In some embodiments, the negative electrode film layer 5212 optionally includes a negative electrode conductive agent. The negative electrode conductive agent is not particularly limited in the present application; for example, it may include one or more of superconducting carbon, conductive graphite, acetylene black, carbon black, Ketjen Black, carbon dot, carbon nanotube, graphene, and carbon nanofiber. In some embodiments, based on the total mass of the negative electrode film layer 5212, the mass percentage of the negative conductive agent is less than 5%.

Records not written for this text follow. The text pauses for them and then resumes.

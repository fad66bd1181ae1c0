#[cfg(test)]
mod run_binary {
    use std::process::Command;

    const BIN: &str = env!("CARGO_BIN_EXE_bluechi-monitor");

    #[test]
    fn unreachable_bus_exits_with_error() {
        let output = Command::new(BIN)
            .args(["--address", "unix:path=/nonexistent/bluechi-monitor/bus"])
            .env("XDG_CONFIG_HOME", "/nonexistent")
            .output()
            .expect("failed to execute process");
        assert_eq!(output.status.code(), Some(1));
        assert!(output.stdout.is_empty());
        let stderr = String::from_utf8_lossy(&output.stderr);
        assert!(stderr.contains("Failed to connect to bus"), "stderr: {stderr}");
    }

    #[test]
    fn missing_config_file_exits_with_error() {
        let output = Command::new(BIN)
            .args(["--config", "/nonexistent/bluechi-monitor.toml"])
            .output()
            .expect("failed to execute process");
        assert_eq!(output.status.code(), Some(1));
        assert!(output.stdout.is_empty());
    }

    #[test]
    fn bad_flags_are_rejected() {
        let output = Command::new(BIN)
            .args(["--session", "--address", "unix:path=/tmp/bus"])
            .output()
            .expect("failed to execute process");
        assert!(!output.status.success());
        assert!(output.stdout.is_empty());
    }
}
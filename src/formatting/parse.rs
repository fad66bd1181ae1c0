use nom::{
    IResult, Parser,
    branch::alt,
    bytes::complete::{escaped_transform, take_while1},
    character::complete::{anychar, char},
    combinator::{cut, eof, map, not},
    multi::many0,
};

#[derive(Debug, PartialEq, Eq)]
pub enum Token<'a> {
    Text(String),
    Placeholder(&'a str),
}

fn alphanum1(i: &str) -> IResult<&str, &str> {
    take_while1(|x: char| x.is_alphanumeric() || x == '_').parse(i)
}

// `$var`
fn parse_placeholder(i: &str) -> IResult<&str, &str> {
    (char('$'), cut(alphanum1)).map(|(_, name)| name).parse(i)
}

// `just escaped \$ text`
fn parse_string(i: &str) -> IResult<&str, String> {
    (
        not(eof),
        escaped_transform(take_while1(|x| x != '$' && x != '\\'), '\\', anychar),
    )
        .map(|(_, text)| text)
        .parse(i)
}

pub fn parse_tokens(i: &str) -> IResult<&str, Vec<Token<'_>>> {
    many0(alt((
        map(parse_string, Token::Text),
        map(parse_placeholder, Token::Placeholder),
    )))
    .parse(i)
}
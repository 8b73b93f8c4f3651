use shared_types::CredentialOfferId;
use uuid::Uuid;

use super::error::DataLayerError;
use crate::model::credential_offer::{
    CredentialOffer, CredentialOfferRelations, CredentialOfferStateEnum,
    UpdateCredentialOfferRequest,
};

#[cfg_attr(any(test, feature = "mock"), mockall::automock)]
#[async_trait::async_trait]
pub trait CredentialOfferRepository: Send + Sync {
    async fn create_credential_offer(
        &self,
        request: CredentialOffer,
    ) -> Result<CredentialOfferId, DataLayerError>;

    async fn get_credential_offer(
        &self,
        id: &CredentialOfferId,
        relations: &CredentialOfferRelations,
    ) -> Result<Option<CredentialOffer>, DataLayerError>;

    async fn get_credential_offer_by_access_token(
        &self,
        access_token: &Uuid,
        relations: &CredentialOfferRelations,
    ) -> Result<Option<CredentialOffer>, DataLayerError>;

    /// Applies `request` only if the stored state still equals `expected_state`.
    ///
    /// Fails with [`DataLayerError::RecordNotUpdated`] when another writer moved
    /// the offer first (or the offer does not exist).
    async fn compare_and_transition(
        &self,
        id: &CredentialOfferId,
        expected_state: CredentialOfferStateEnum,
        request: UpdateCredentialOfferRequest,
    ) -> Result<(), DataLayerError>;
}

In some embodiments, the negative electrode film layer 5212 optionally includes a negative electrode binder. The negative electrode binder is not particularly limited in the present application; for example, it may include on or more selected from styrene butadiene rubber (SBR), water-soluble unsaturated resin SR-1B, water-based acrylic resin (such as Polyacrylate PAA, polymethacrylate PMAA, and sodium polyacrylate PAAS), polyacrylamide (PAM), polyvinyl alcohol (PVA), sodium alginate (SA)m and carboxymethyl chitosan (CMCS). In some embodiments, based on the total mass of the negative electrode film layer 5212, the mass percentage of the negative electrode binder is less than 5%.

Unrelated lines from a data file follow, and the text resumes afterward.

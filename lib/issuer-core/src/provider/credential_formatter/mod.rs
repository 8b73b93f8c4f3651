use self::error::FormatterError;
use self::model::{CredentialBuildRequest, CredentialEnvelope};

pub mod envelope;
pub mod error;
pub mod model;
pub mod provider;

// Implementations
pub mod sdjwtvc_formatter;


/// Turns an accepted credential request into the signed credential
#[cfg_attr(any(test, feature = "mock"), mockall::automock)]
#[async_trait::async_trait]
pub trait CredentialFormatBuilder: Send + Sync {
    async fn build(
        &self,
        request: CredentialBuildRequest,
    ) -> Result<CredentialEnvelope, FormatterError>;
}
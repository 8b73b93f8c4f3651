use issuer_core::model::status_list::{StatusList, StatusListSlot};
use sea_orm::Set;

use crate::entity::{credential_offer_status, status_list};

impl From<StatusList> for status_list::ActiveModel {
    fn from(value: StatusList) -> Self {
        Self {
            id: Set(value.id),
            created_date: Set(value.created_date),
            last_modified: Set(value.last_modified),
            r#type: Set(value.r#type.into()),
            config: Set(value.config),
            uri: Set(value.uri),
            status_zipped: Set(value.status_zipped),
            next_free_index: Set(value.next_free_index),
            max_length: Set(value.max_length),
        }
    }
}

impl From<status_list::Model> for StatusList {
    fn from(value: status_list::Model) -> Self {
        Self {
            id: value.id,
            created_date: value.created_date,
            last_modified: value.last_modified,
            r#type: value.r#type.into(),
            config: value.config,
            uri: value.uri,
            status_zipped: value.status_zipped,
            next_free_index: value.next_free_index,
            max_length: value.max_length,
        }
    }
}

impl From<StatusListSlot> for credential_offer_status::ActiveModel {
    fn from(value: StatusListSlot) -> Self {
        Self {
            credential_offer_id: Set(value.credential_offer_id),
            status_list_id: Set(value.status_list_id),
            index: Set(value.index),
        }
    }
}

pub(super) fn slot_from_models(
    slot: credential_offer_status::Model,
    status_list: Option<status_list::Model>,
) -> StatusListSlot {
    StatusListSlot {
        credential_offer_id: slot.credential_offer_id,
        status_list_id: slot.status_list_id,
        index: slot.index,
        status_list: status_list.map(Into::into),
    }
}
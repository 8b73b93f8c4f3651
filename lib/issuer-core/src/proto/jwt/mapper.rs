use ct_codecs::{Base64UrlSafeNoPadding, Decoder, Encoder};

use super::JwtError;

pub fn bin_to_b64url_string(bin: &[u8]) -> Result<String, JwtError> {
    Base64UrlSafeNoPadding::encode_to_string(bin).map_err(|e| JwtError::CouldNotFormat(e.to_string()))
}

pub fn string_to_b64url_string(string: &str) -> Result<String, JwtError> {
    Base64UrlSafeNoPadding::encode_to_string(string)
        .map_err(|e| JwtError::CouldNotFormat(e.to_string()))
}

pub fn b64url_string_to_bin(string: &str) -> Result<Vec<u8>, JwtError> {
    Base64UrlSafeNoPadding::decode_to_vec(string, None)
        .map_err(|e| JwtError::CouldNotExtract(e.to_string()))
}
pub mod controller;
pub mod dto;
pub(crate) mod mapper;
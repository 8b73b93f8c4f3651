use issuer_crypto::CryptoProvider;
use issuer_crypto::jwe::RemoteJwk;
use serde::{Deserialize, Serialize};
use strum::Display;
use thiserror::Error;
use time::OffsetDateTime;

pub const PROOF_JWT_TYPE: &str = "openid4vci-proof+jwt";

#[derive(Clone, Copy, Debug, Eq, PartialEq, Hash, Display)]
pub enum ProofType {
    #[strum(serialize = "jwt")]
    Jwt,
}

/// Holder binding proof sent with a credential request
#[derive(Clone, Debug, Eq, PartialEq)]
pub enum CredentialRequestProof {
    Jwt { jwt: String },
}

impl CredentialRequestProof {
    pub fn proof_type(&self) -> ProofType {
        match self {
            Self::Jwt { .. } => ProofType::Jwt,
        }
    }
}

/// Read-only inputs for one validation run
pub struct ProofValidationContext<'a> {
    /// Credential issuer identifier, expected in `aud`
    pub issuer_id: &'a str,
    pub supported_signing_algorithms: &'a [String],
    pub now: OffsetDateTime,
    pub crypto: &'a dyn CryptoProvider,
}

/// Public key the issued credential gets bound to (`cnf`)
#[derive(Clone, Debug, Eq, PartialEq, Serialize, Deserialize)]
#[serde(transparent)]
pub struct HolderBindingKey(pub RemoteJwk);

#[derive(Clone, Debug, Eq, PartialEq, Error)]
pub enum ProofValidationError {
    #[error("Proof Type is not supported. Must be 'openid4vci-proof+jwt' but was {0}")]
    UnsupportedProofType(String),
    #[error("Proof Signing Algorithm is not supported")]
    UnsupportedSigningAlgorithm,
    #[error("Audience claim is missing or incorrect")]
    InvalidAudience,
    #[error("Issue Time claim is missing")]
    MissingIssueTime,
    #[error("kid property {0} could not be parsed to a JWK")]
    InvalidKeyId(String),
    #[error("Missing jwk entry in header.")]
    MissingJwk,
    #[error("Key is not usable; {0}")]
    UnusableKey(String),
    #[error("Proof JWT is not valid!")]
    InvalidSignature,
    #[error("Nonce claim does not match the server-provided c_nonce value")]
    NonceMismatch,
    #[error("Token is expired")]
    TokenExpired,
    #[error("Provided Proof JWT is not parseable; {0}")]
    NotParseable(String),
}
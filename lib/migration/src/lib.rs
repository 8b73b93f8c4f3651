pub use sea_orm_migration::prelude::*;

pub(crate) mod datatype;

mod m20261016_080000_issuance_tables;

pub struct Migrator;

#[async_trait::async_trait]
impl MigratorTrait for Migrator {
    fn migrations() -> Vec<Box<dyn MigrationTrait>> {
        vec![Box::new(m20261016_080000_issuance_tables::Migration)]
    }
}
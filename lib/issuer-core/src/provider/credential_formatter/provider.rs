use std::collections::HashMap;
use std::sync::Arc;

use super::CredentialFormatBuilder;

#[cfg_attr(any(test, feature = "mock"), mockall::automock)]
pub trait CredentialFormatBuilderProvider: Send + Sync {
    fn get_format_builder(&self, format: &str) -> Option<Arc<dyn CredentialFormatBuilder>>;
}

pub struct CredentialFormatBuilderProviderImpl {
    builders: HashMap<String, Arc<dyn CredentialFormatBuilder>>,
}

impl CredentialFormatBuilderProviderImpl {
    pub fn new(builders: HashMap<String, Arc<dyn CredentialFormatBuilder>>) -> Self {
        Self { builders }
    }
}

impl CredentialFormatBuilderProvider for CredentialFormatBuilderProviderImpl {
    fn get_format_builder(&self, format: &str) -> Option<Arc<dyn CredentialFormatBuilder>> {
        self.builders.get(format).cloned()
    }
}
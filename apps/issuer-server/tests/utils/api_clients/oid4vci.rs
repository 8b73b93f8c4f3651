use std::fmt::Display;

use issuer_core::service::oid4vci::dto::PRE_AUTHORIZED_CODE_GRANT_TYPE;
use serde_json::Value;

use super::{HttpClient, Response};

pub struct Oid4vciApi {
    client: HttpClient,
}

impl Oid4vciApi {
    pub fn new(client: HttpClient) -> Self {
        Self { client }
    }

    pub async fn token(&self, pre_authorized_code: impl Display) -> Response {
        let code = pre_authorized_code.to_string();
        self.client
            .post_form(
                "/api/v1/token",
                &[
                    ("grant_type", PRE_AUTHORIZED_CODE_GRANT_TYPE),
                    ("pre-authorized_code", &code),
                ],
            )
            .await
    }

    pub async fn token_with_form(&self, url: &str, form: &[(&str, &str)]) -> Response {
        self.client.post_form(url, form).await
    }

    pub async fn credential(&self, access_token: &str, body: Value) -> Response {
        self.credential_with_authorization(Some(&format!("Bearer {access_token}")), body)
            .await
    }

    pub async fn credential_with_authorization(
        &self,
        authorization: Option<&str>,
        body: Value,
    ) -> Response {
        self.client
            .post_json("/api/v1/credential", body.to_string(), authorization)
            .await
    }

    pub async fn credential_raw(&self, url: &str, access_token: &str, body: &str) -> Response {
        self.client
            .post_json(url, body.to_owned(), Some(&format!("Bearer {access_token}")))
            .await
    }

    pub async fn issuer_metadata(&self, url: &str) -> Response {
        self.client.get(url).await
    }

    pub async fn openid_configuration(&self, url: &str) -> Response {
        self.client.get(url).await
    }
}
use shared_types::{CredentialOfferId, StatusListId};
use strum::Display;
use thiserror::Error;

use crate::model::credential_offer::CredentialOfferStateEnum;
use crate::provider::credential_formatter::error::FormatterError;
use crate::provider::issuer_metadata::IssuerMetadataError;
use crate::repository::error::DataLayerError;

#[derive(Debug, Error)]
pub enum ServiceError {
    #[error(transparent)]
    OAuth(#[from] OAuthError),
    #[error(transparent)]
    CredentialRequest(#[from] CredentialRequestError),

    #[error(transparent)]
    EntityNotFound(#[from] EntityNotFoundError),
    #[error("Status list `{0}` has no free index left")]
    StatusListFull(StatusListId),

    #[error(transparent)]
    Repository(DataLayerError),
    #[error("Formatter error `{0}`")]
    FormatterError(#[from] FormatterError),
    #[error("Issuer metadata error `{0}`")]
    MetadataError(#[from] IssuerMetadataError),
    #[error("Mapping error: `{0}`")]
    MappingError(String),
    #[error(transparent)]
    Validation(#[from] ValidationError),
}

impl From<DataLayerError> for ServiceError {
    fn from(value: DataLayerError) -> Self {
        match value {
            DataLayerError::CapacityExceeded(id) => Self::StatusListFull(id),
            other => Self::Repository(other),
        }
    }
}

/// Token endpoint error codes, RFC 6749 section 5.2
#[derive(Clone, Copy, Debug, Eq, PartialEq, Display)]
#[strum(serialize_all = "snake_case")]
pub enum OAuthErrorCode {
    InvalidRequest,
    InvalidGrant,
}

#[derive(Clone, Debug, Eq, PartialEq, Error)]
#[error("{error}: {description}")]
pub struct OAuthError {
    pub error: OAuthErrorCode,
    pub description: String,
}

impl OAuthError {
    pub fn invalid_request(description: impl Into<String>) -> Self {
        Self {
            error: OAuthErrorCode::InvalidRequest,
            description: description.into(),
        }
    }

    pub fn invalid_grant(description: impl Into<String>) -> Self {
        Self {
            error: OAuthErrorCode::InvalidGrant,
            description: description.into(),
        }
    }
}

/// Credential endpoint error codes, OpenID4VCI section 8.3.1
#[derive(Clone, Copy, Debug, Eq, PartialEq, Display)]
#[strum(serialize_all = "snake_case")]
pub enum CredentialRequestErrorCode {
    InvalidProof,
    InvalidCredentialRequest,
    UnsupportedCredentialFormat,
    InvalidEncryptionParameters,
}

#[derive(Clone, Debug, Eq, PartialEq, Error)]
#[error("{error}: {description}")]
pub struct CredentialRequestError {
    pub error: CredentialRequestErrorCode,
    pub description: String,
}

impl CredentialRequestError {
    pub fn new(error: CredentialRequestErrorCode, description: impl Into<String>) -> Self {
        Self {
            error,
            description: description.into(),
        }
    }

    pub fn invalid_proof(description: impl Into<String>) -> Self {
        Self::new(CredentialRequestErrorCode::InvalidProof, description)
    }
}

#[derive(Debug, Error)]
pub enum EntityNotFoundError {
    #[error("Credential offer `{0}` not found")]
    CredentialOffer(CredentialOfferId),
    #[error("Status list `{0}` not found")]
    StatusList(StatusListId),
}

#[derive(Debug, Error)]
pub enum ValidationError {
    #[error("Credential offer `{id}` is {state}, status list slots can only be linked to offered credentials")]
    CredentialOfferNotLinkable {
        id: CredentialOfferId,
        state: CredentialOfferStateEnum,
    },
    #[error("Credential offer `{0}` is already linked to this status list")]
    StatusListAlreadyLinked(CredentialOfferId),
}
use issuer_core::model::credential_offer::{CredentialOffer, CredentialOfferStateEnum};
use issuer_crypto::jwe::{RemoteJwk, decrypt_jwe_payload};
use issuer_crypto::signer::es256::{ES256Signer, KeyPair};
use issuer_crypto::utilities::get_rng;
use serde_json::{Value, json};
use similar_asserts::assert_eq;
use time::{Duration, OffsetDateTime};
use uuid::Uuid;

use crate::fixtures::{
    credential_request, holder_jwk, issuer_jwt_payload, proof_header, proof_jwt, proof_payload,
    sign_proof,
};
use crate::utils::context::TestContext;
use crate::utils::db_clients::credential_offers::{TestingOfferParams, UNBOUND_CONFIGURATION};

const FORMAT: &str = "vc+sd-jwt";

struct RedeemedOffer {
    offer: CredentialOffer,
    access_token: String,
    c_nonce: String,
}

async fn redeemed_offer(context: &TestContext, params: TestingOfferParams) -> RedeemedOffer {
    let offer = context.db.credential_offers.create(params).await;

    let resp = context.api.oid4vci.token(offer.id).await;
    assert_eq!(resp.status(), 200);
    let body = resp.json_value().await;

    RedeemedOffer {
        offer,
        access_token: body["access_token"].as_str().unwrap().to_string(),
        c_nonce: body["c_nonce"].as_str().unwrap().to_string(),
    }
}

fn bound_request(context: &TestContext, holder: &KeyPair, redeemed: &RedeemedOffer) -> Value {
    let proof = proof_jwt(holder, &context.issuer_url, &redeemed.c_nonce);
    credential_request(FORMAT, Some(&proof))
}
pub mod misc;
pub mod oid4vci;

In some embodiments, the negative electrode film layer 5212 optionally includes other auxiliaries. For example, other auxiliaries may include a thickener, such as carboxymethyl cellulose sodium (CMC-Na), and PTC thermistor materials. In some embodiments, based on the total mass of the negative electrode film layer 5212, the mass percentage of other auxiliaries is less than 2%.

In some embodiments, the negative electrode current collector 5211 may be a metal foil or a composite collector. As an example of the metal foil, a copper foil or a copper alloy foil may be used. The composite current collector may include a base layer of a polymer material and a layer of metal material formed on at least one surface of the base layer of a polymer material. For example, the metal material may include one or more selected from copper, copper alloy, nickel, nickel alloy, titanium, titanium alloy, silver, and silver alloy. The polymer material for the base layer may be one or more selected from polypropylene (PP), polyethylene terephthalate (PET), polybutylene terephthalate (PBT), polystyrene (PS), and polyethylene (PE).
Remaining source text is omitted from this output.